COURBET ET LE COMITE DE SALUT PUBLIC
Courbet a voté NON à l'instauration d'un Comité de Salut public. Dans la séance de la Commune du 1er mai 1871, il motive sa décision par une argumentation qui dénote un sens politique avisé :
« Je désire que tous les titres et mots appartenant à la Révolution de 89 et 93 ne soient appliqués qu'à cette époque. Aujourd'hui, ils n'ont plus la même signification et ne peuvent plus être employés avec la même justesse et dans les mêmes acceptions.
Les titres : Salut public, Montagnards, Girondins, Jacobins, ne peuvent être employés dans ce mouvement socialiste républicain.
Ce que nous représentons, c'est le temps qui s'est passé de 93 à 71, avec le génie qui doit nous caractériser et qui doit relever de notre propre tempérament.

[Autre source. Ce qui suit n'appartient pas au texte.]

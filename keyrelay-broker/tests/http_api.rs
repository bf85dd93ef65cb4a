use axum::Router;
use axum::body::Body;
use axum::http::{Request, StatusCode, header::AUTHORIZATION};
use serde_json::{Value, json};
use std::path::PathBuf;
use tower::ServiceExt;

use keyrelay_broker::config::ServiceConfig;

const DEPLOYER_TOKEN: &str = "tok-deployer";
const AUDITOR_TOKEN: &str = "tok-auditor";

struct TestEnv {
    router: Router,
    audit_path: PathBuf,
    _dir: tempfile::TempDir,
}

async fn bootstrap() -> TestEnv {
    let dir = tempfile::TempDir::new().expect("tempdir");

    let policy_path = dir.path().join("policy.yaml");
    std::fs::write(
        &policy_path,
        r#"
subjects:
  deployer:
    - prefix: secret
      capabilities: [read, write, rotate]
  auditor:
    - prefix: secret
      capabilities: [read]
"#,
    )
    .expect("write policy");

    let audit_path = dir.path().join("audit.jsonl");
    let config_path = dir.path().join("config.yaml");
    std::fs::write(
        &config_path,
        format!(
            r#"
listen: 127.0.0.1:0
backend:
  kind: memory
policy_file: {policy}
audit:
  kind: file
  path: {audit}
tokens:
  - token: {DEPLOYER_TOKEN}
    subject: deployer
  - token: {AUDITOR_TOKEN}
    subject: auditor
"#,
            policy = policy_path.display(),
            audit = audit_path.display(),
        ),
    )
    .expect("write config");

    let config = ServiceConfig::load(&config_path).expect("load config");
    let state = keyrelay_broker::build_state(&config).await.expect("state");
    TestEnv {
        router: keyrelay_broker::http::router(state),
        audit_path,
        _dir: dir,
    }
}

fn get(path: &str, token: &str) -> Request<Body> {
    Request::builder()
        .method("GET")
        .uri(path)
        .header(AUTHORIZATION, format!("Bearer {token}"))
        .body(Body::empty())
        .unwrap()
}

fn put(path: &str, token: &str, body: Value) -> Request<Body> {
    Request::builder()
        .method("PUT")
        .uri(path)
        .header("content-type", "application/json")
        .header(AUTHORIZATION, format!("Bearer {token}"))
        .body(Body::from(body.to_string()))
        .unwrap()
}

fn post(path: &str, token: &str) -> Request<Body> {
    Request::builder()
        .method("POST")
        .uri(path)
        .header(AUTHORIZATION, format!("Bearer {token}"))
        .body(Body::empty())
        .unwrap()
}

async fn body_json(response: axum::response::Response) -> Value {
    let bytes = axum::body::to_bytes(response.into_body(), usize::MAX)
        .await
        .unwrap();
    serde_json::from_slice(&bytes).unwrap()
}

#[tokio::test]
async fn healthz_needs_no_token() {
    let env = bootstrap().await;
    let response = env
        .router
        .oneshot(
            Request::builder()
                .uri("/healthz")
                .body(Body::empty())
                .unwrap(),
        )
        .await
        .unwrap();
    assert_eq!(response.status(), StatusCode::OK);
}

#[tokio::test]
async fn requests_without_a_token_are_unauthorized() {
    let env = bootstrap().await;
    let response = env
        .router
        .clone()
        .oneshot(
            Request::builder()
                .uri("/v1/secret/secret/db")
                .body(Body::empty())
                .unwrap(),
        )
        .await
        .unwrap();
    assert_eq!(response.status(), StatusCode::UNAUTHORIZED);

    let response = env
        .router
        .oneshot(get("/v1/secret/secret/db", "tok-bogus"))
        .await
        .unwrap();
    assert_eq!(response.status(), StatusCode::UNAUTHORIZED);
}

#[tokio::test]
async fn put_then_get_round_trip() {
    let env = bootstrap().await;

    let response = env
        .router
        .clone()
        .oneshot(put(
            "/v1/secret/secret/db",
            DEPLOYER_TOKEN,
            json!({ "fields": { "username": "app", "password": "hunter2" } }),
        ))
        .await
        .unwrap();
    assert_eq!(response.status(), StatusCode::CREATED);
    let created = body_json(response).await;
    assert_eq!(created["version"], 1);
    assert_eq!(created["path"], "secret/db");

    let response = env
        .router
        .oneshot(get("/v1/secret/secret/db", AUDITOR_TOKEN))
        .await
        .unwrap();
    assert_eq!(response.status(), StatusCode::OK);
    let fetched = body_json(response).await;
    assert_eq!(fetched["version"], 1);
    assert_eq!(fetched["fields"]["password"], "hunter2");
}

#[tokio::test]
async fn read_only_callers_cannot_write() {
    let env = bootstrap().await;
    let response = env
        .router
        .oneshot(put(
            "/v1/secret/secret/db",
            AUDITOR_TOKEN,
            json!({ "fields": { "password": "nope" } }),
        ))
        .await
        .unwrap();
    assert_eq!(response.status(), StatusCode::FORBIDDEN);
    let body = body_json(response).await;
    assert_eq!(body["error"], "forbidden");
}

#[tokio::test]
async fn missing_secrets_are_not_found() {
    let env = bootstrap().await;
    let response = env
        .router
        .oneshot(get("/v1/secret/secret/ghost", DEPLOYER_TOKEN))
        .await
        .unwrap();
    assert_eq!(response.status(), StatusCode::NOT_FOUND);
}

#[tokio::test]
async fn invalid_paths_are_bad_requests() {
    let env = bootstrap().await;
    let response = env
        .router
        .oneshot(get("/v1/secret/Secret/db", DEPLOYER_TOKEN))
        .await
        .unwrap();
    assert_eq!(response.status(), StatusCode::BAD_REQUEST);
}

#[tokio::test]
async fn rotation_returns_fresh_material_and_serves_it_afterwards() {
    let env = bootstrap().await;

    env.router
        .clone()
        .oneshot(put(
            "/v1/secret/secret/db",
            DEPLOYER_TOKEN,
            json!({ "fields": { "password": "hunter2" } }),
        ))
        .await
        .unwrap();

    let response = env
        .router
        .clone()
        .oneshot(post("/v1/rotate/secret/db", DEPLOYER_TOKEN))
        .await
        .unwrap();
    assert_eq!(response.status(), StatusCode::OK);
    let rotated = body_json(response).await;
    assert_eq!(rotated["version"], 2);
    assert_ne!(rotated["fields"]["password"], "hunter2");

    let response = env
        .router
        .oneshot(get("/v1/secret/secret/db", DEPLOYER_TOKEN))
        .await
        .unwrap();
    let fetched = body_json(response).await;
    assert_eq!(fetched["fields"]["password"], rotated["fields"]["password"]);
}

#[tokio::test]
async fn rotation_requires_the_rotate_capability() {
    let env = bootstrap().await;

    env.router
        .clone()
        .oneshot(put(
            "/v1/secret/secret/db",
            DEPLOYER_TOKEN,
            json!({ "fields": { "password": "hunter2" } }),
        ))
        .await
        .unwrap();

    let response = env
        .router
        .oneshot(post("/v1/rotate/secret/db", AUDITOR_TOKEN))
        .await
        .unwrap();
    assert_eq!(response.status(), StatusCode::FORBIDDEN);
}

#[tokio::test]
async fn compare_and_set_conflicts_are_409() {
    let env = bootstrap().await;

    let response = env
        .router
        .clone()
        .oneshot(put(
            "/v1/secret/secret/db",
            DEPLOYER_TOKEN,
            json!({ "fields": { "password": "first" }, "expected_version": 0 }),
        ))
        .await
        .unwrap();
    assert_eq!(response.status(), StatusCode::CREATED);

    let response = env
        .router
        .oneshot(put(
            "/v1/secret/secret/db",
            DEPLOYER_TOKEN,
            json!({ "fields": { "password": "second" }, "expected_version": 0 }),
        ))
        .await
        .unwrap();
    assert_eq!(response.status(), StatusCode::CONFLICT);
    let body = body_json(response).await;
    assert_eq!(body["error"], "conflict");
}

#[tokio::test]
async fn responses_echo_the_correlation_id() {
    let env = bootstrap().await;
    let request = Request::builder()
        .method("GET")
        .uri("/v1/secret/secret/ghost")
        .header(AUTHORIZATION, format!("Bearer {DEPLOYER_TOKEN}"))
        .header("x-correlation-id", "corr-1234")
        .body(Body::empty())
        .unwrap();

    let response = env.router.oneshot(request).await.unwrap();
    assert_eq!(
        response
            .headers()
            .get("x-correlation-id")
            .and_then(|v| v.to_str().ok()),
        Some("corr-1234")
    );
}

#[tokio::test]
async fn audit_file_records_every_operation() {
    let env = bootstrap().await;

    env.router
        .clone()
        .oneshot(put(
            "/v1/secret/secret/db",
            DEPLOYER_TOKEN,
            json!({ "fields": { "password": "hunter2" } }),
        ))
        .await
        .unwrap();
    env.router
        .clone()
        .oneshot(get("/v1/secret/secret/db", AUDITOR_TOKEN))
        .await
        .unwrap();
    env.router
        .oneshot(post("/v1/rotate/secret/db", AUDITOR_TOKEN))
        .await
        .unwrap();

    let raw = std::fs::read_to_string(&env.audit_path).expect("audit file");
    let events: Vec<Value> = raw
        .lines()
        .map(|line| serde_json::from_str(line).unwrap())
        .collect();
    assert_eq!(events.len(), 3);
    assert_eq!(events[0]["outcome"], "granted");
    assert_eq!(events[0]["caller"], "deployer");
    assert_eq!(events[1]["outcome"], "granted");
    assert_eq!(events[1]["capability"], "read");
    assert_eq!(events[2]["outcome"], "denied");
    assert_eq!(events[2]["caller"], "auditor");
    assert_eq!(events[2]["capability"], "rotate");
}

Cela me paraît d'autant plus évident que nous ressemblons à des plagiaires, et nous rétablissons à notre détriment une terreur qui n'est pas de notre temps. Employons les formes que nous suggère notre révolution. »
Gustave Courbet

Rarement un peintre aura suscité autant de passions. Ceux qui n'ont toujours voulu voir qu'en lui que le «déboulonneur» de la colonne Vendôme, alors qu'il n'y était pour rien, en sont pour leurs frais. La postérité a jugé et les multiples hommages qui lui sont consacrés désormais l'attestent. Cette présentation succincte de l'artiste se gardera bien d'entamer le chapitre critique que des esprits plus autorisés pourraient faire entendre; son seul but est de souligner que nous restons attachés à Gustave COURBET parce qu'il représente la Commune et que c'est justement cette appartenance qui est, en dehors de considérations artistiques, le reproche essentiel de ses détracteurs, qui le lui ont fait payer cher. C'est pourquoi nous revendiquons le choix de ce peintre pour notre carte 2001. Courbet qui, avec son talent, demeura fidèle à ses origines, au peuple, dont il était issu et qu'il servit fougueusement.